Task requirements —
Establish how many lines in the records below include the word "HistorySnapshot"; respond with that number only.

Exercise data —
◇ ◇ ◇ ◇ ◇

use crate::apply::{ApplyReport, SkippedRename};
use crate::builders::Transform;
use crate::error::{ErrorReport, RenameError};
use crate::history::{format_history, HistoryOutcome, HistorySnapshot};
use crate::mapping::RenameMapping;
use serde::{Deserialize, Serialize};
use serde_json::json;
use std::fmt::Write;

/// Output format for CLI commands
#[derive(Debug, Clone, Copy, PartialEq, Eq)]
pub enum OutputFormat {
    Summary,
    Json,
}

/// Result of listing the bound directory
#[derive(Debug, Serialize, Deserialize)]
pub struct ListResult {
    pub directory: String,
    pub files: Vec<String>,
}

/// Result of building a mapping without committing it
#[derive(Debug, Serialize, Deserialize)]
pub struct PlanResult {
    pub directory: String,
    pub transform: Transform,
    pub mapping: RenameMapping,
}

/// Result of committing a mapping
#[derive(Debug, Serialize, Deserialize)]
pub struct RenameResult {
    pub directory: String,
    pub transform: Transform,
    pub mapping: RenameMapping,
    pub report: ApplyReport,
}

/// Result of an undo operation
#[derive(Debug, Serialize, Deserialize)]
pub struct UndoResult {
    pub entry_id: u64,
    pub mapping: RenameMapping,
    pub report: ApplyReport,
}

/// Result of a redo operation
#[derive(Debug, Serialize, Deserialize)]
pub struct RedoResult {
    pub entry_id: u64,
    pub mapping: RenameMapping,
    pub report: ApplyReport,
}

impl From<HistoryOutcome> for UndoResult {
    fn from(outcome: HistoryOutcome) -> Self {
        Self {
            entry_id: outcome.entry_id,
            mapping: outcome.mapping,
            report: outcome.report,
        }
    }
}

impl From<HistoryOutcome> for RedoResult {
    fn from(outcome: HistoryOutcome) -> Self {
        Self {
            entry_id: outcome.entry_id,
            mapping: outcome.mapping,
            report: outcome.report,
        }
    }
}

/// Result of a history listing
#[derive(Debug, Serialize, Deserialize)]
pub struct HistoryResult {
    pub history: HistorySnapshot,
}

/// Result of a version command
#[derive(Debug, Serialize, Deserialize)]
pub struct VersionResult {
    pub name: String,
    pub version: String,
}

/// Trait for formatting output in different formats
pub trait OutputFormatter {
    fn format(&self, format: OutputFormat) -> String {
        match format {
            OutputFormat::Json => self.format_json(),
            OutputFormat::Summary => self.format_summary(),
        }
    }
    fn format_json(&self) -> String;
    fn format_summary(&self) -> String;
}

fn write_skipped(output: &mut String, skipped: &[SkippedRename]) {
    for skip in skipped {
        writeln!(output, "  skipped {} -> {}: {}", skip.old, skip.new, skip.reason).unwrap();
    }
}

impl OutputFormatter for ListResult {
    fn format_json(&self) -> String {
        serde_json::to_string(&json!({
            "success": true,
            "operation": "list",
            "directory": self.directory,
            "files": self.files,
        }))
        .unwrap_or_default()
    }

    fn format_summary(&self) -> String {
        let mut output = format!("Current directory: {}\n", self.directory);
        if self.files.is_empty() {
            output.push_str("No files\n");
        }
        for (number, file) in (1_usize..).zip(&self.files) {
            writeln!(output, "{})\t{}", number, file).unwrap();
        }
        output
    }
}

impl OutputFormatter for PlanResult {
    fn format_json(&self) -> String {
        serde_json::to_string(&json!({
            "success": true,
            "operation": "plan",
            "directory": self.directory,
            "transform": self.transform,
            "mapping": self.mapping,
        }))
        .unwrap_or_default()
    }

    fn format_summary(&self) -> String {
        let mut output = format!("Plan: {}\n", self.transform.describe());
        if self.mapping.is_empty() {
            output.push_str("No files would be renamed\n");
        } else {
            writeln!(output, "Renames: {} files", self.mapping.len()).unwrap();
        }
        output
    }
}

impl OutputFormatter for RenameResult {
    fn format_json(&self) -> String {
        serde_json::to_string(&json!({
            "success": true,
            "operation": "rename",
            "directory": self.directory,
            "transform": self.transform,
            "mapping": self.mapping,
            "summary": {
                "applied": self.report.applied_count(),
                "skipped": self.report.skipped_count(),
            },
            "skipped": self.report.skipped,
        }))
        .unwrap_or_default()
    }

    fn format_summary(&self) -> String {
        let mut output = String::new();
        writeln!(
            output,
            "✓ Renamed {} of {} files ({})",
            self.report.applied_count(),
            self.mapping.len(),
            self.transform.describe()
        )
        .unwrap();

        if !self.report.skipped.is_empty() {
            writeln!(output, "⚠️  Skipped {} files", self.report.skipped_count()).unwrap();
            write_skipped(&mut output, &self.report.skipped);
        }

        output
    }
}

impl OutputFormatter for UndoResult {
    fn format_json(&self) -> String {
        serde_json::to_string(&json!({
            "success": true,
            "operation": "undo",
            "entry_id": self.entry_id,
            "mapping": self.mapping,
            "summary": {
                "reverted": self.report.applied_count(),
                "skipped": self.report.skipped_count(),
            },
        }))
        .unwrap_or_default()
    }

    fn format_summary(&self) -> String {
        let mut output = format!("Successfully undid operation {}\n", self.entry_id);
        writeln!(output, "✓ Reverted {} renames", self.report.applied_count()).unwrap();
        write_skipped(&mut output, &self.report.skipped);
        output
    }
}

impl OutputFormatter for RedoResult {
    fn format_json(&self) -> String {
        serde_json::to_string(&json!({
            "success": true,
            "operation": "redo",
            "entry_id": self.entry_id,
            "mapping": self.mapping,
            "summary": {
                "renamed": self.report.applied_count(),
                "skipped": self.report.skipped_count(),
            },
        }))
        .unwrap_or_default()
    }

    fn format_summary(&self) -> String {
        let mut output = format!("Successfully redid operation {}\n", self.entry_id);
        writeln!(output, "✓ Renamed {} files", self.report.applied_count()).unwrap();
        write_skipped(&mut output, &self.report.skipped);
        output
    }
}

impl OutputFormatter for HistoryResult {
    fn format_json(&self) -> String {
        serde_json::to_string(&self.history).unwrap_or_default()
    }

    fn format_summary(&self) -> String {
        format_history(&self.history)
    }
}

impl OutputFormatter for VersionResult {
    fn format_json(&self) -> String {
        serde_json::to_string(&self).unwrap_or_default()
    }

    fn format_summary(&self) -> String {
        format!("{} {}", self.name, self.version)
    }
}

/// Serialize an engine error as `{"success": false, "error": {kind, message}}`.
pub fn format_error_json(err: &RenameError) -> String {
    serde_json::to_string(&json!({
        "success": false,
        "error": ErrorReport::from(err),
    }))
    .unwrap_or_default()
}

◇ ◇ ◇ ◇ ◇

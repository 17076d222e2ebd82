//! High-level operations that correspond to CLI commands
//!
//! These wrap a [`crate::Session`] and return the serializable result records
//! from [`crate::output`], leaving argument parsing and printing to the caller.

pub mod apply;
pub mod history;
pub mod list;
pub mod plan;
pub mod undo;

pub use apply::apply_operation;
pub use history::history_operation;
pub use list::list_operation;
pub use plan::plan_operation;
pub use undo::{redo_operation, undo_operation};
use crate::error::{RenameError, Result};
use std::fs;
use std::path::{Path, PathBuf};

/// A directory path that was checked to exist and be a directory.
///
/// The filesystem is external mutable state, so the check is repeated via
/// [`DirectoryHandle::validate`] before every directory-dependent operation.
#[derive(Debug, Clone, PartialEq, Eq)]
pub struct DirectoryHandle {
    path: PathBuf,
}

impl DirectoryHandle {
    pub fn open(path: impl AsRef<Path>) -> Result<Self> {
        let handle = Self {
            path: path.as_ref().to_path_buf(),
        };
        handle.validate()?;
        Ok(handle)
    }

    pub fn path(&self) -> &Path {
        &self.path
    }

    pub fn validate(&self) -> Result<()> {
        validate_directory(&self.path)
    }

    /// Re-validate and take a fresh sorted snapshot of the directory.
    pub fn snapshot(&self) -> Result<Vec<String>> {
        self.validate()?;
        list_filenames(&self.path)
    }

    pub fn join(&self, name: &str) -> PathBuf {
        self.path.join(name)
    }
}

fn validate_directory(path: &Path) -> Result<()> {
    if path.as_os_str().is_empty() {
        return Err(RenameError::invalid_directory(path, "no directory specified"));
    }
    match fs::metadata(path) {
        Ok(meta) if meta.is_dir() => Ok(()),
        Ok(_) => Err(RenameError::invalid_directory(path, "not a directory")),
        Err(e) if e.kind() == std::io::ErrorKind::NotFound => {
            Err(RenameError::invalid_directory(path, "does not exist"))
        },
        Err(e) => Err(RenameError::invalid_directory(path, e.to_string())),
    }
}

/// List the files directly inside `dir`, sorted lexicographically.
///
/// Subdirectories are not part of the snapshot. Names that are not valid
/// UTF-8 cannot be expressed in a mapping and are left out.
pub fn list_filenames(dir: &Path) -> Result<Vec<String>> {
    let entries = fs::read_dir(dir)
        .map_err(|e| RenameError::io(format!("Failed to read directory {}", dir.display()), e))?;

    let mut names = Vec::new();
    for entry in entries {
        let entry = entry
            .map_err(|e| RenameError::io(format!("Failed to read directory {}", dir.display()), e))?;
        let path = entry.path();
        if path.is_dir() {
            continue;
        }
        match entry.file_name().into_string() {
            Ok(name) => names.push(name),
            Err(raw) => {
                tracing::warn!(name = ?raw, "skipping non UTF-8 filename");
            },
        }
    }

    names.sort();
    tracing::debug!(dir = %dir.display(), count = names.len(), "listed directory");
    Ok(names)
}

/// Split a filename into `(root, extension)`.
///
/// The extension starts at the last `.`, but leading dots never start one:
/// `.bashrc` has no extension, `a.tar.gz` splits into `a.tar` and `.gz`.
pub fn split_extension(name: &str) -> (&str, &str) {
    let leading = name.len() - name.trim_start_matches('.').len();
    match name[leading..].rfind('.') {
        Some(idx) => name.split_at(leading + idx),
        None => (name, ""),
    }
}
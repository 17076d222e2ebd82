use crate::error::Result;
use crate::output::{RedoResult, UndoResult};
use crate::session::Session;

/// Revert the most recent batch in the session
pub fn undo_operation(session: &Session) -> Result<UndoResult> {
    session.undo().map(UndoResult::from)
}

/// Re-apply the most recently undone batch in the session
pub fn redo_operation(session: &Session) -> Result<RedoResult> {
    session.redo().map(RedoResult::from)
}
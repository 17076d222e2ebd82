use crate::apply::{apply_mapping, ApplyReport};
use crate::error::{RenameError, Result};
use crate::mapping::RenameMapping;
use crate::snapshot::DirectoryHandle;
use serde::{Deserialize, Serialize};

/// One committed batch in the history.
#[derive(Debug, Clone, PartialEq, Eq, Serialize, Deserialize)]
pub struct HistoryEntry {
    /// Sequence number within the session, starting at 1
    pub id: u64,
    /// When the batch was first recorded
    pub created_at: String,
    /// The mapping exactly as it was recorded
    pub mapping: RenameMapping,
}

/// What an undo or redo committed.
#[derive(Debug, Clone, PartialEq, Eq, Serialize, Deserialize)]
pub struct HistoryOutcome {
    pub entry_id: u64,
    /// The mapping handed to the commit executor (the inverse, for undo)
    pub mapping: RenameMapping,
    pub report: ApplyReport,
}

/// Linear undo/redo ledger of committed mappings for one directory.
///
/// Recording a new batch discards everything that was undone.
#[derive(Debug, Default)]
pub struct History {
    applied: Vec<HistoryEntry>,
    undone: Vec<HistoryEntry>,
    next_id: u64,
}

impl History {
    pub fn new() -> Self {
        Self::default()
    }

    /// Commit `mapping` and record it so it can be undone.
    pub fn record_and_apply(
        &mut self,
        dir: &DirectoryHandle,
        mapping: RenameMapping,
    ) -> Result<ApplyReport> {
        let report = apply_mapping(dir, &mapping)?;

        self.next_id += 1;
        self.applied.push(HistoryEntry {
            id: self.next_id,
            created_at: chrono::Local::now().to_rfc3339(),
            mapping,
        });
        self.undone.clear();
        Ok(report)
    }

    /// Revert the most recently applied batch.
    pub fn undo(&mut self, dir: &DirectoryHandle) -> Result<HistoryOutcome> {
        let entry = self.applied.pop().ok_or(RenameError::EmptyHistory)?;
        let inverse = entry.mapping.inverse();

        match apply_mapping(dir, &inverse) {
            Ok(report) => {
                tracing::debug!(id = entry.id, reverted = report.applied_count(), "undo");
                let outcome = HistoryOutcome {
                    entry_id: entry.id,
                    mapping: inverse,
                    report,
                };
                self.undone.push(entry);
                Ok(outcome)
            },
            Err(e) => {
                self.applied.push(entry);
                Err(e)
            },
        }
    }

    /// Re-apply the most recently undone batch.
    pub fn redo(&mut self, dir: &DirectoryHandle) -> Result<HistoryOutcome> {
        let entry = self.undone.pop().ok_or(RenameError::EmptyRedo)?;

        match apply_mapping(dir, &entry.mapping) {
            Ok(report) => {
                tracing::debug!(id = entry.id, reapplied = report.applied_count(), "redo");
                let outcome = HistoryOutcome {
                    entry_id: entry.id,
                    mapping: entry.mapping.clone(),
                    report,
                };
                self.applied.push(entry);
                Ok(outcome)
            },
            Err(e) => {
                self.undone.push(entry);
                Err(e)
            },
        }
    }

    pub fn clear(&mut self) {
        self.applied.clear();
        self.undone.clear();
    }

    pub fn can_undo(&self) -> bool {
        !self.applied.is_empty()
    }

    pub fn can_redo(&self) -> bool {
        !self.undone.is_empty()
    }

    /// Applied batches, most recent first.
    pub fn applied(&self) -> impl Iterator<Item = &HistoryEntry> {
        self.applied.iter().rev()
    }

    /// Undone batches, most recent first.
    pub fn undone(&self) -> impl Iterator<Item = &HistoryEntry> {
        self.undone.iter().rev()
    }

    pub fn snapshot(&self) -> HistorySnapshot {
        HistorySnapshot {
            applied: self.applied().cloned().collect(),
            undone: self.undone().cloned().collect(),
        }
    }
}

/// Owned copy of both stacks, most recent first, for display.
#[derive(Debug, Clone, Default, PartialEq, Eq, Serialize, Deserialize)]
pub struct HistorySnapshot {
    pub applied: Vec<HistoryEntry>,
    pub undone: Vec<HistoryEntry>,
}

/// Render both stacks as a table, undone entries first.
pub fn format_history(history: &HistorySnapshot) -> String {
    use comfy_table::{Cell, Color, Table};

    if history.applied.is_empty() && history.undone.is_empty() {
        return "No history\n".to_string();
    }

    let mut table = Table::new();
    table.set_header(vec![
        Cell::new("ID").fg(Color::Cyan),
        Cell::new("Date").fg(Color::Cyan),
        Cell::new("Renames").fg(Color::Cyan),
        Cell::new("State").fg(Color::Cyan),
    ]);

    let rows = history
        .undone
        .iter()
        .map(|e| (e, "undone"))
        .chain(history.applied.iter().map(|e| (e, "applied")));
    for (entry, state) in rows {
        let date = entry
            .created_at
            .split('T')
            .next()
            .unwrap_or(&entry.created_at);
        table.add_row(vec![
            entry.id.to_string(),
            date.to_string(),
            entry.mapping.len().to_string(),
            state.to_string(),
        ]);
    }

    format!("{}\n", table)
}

◇ ◇ ◇ ◇ ◇

Task answer —
6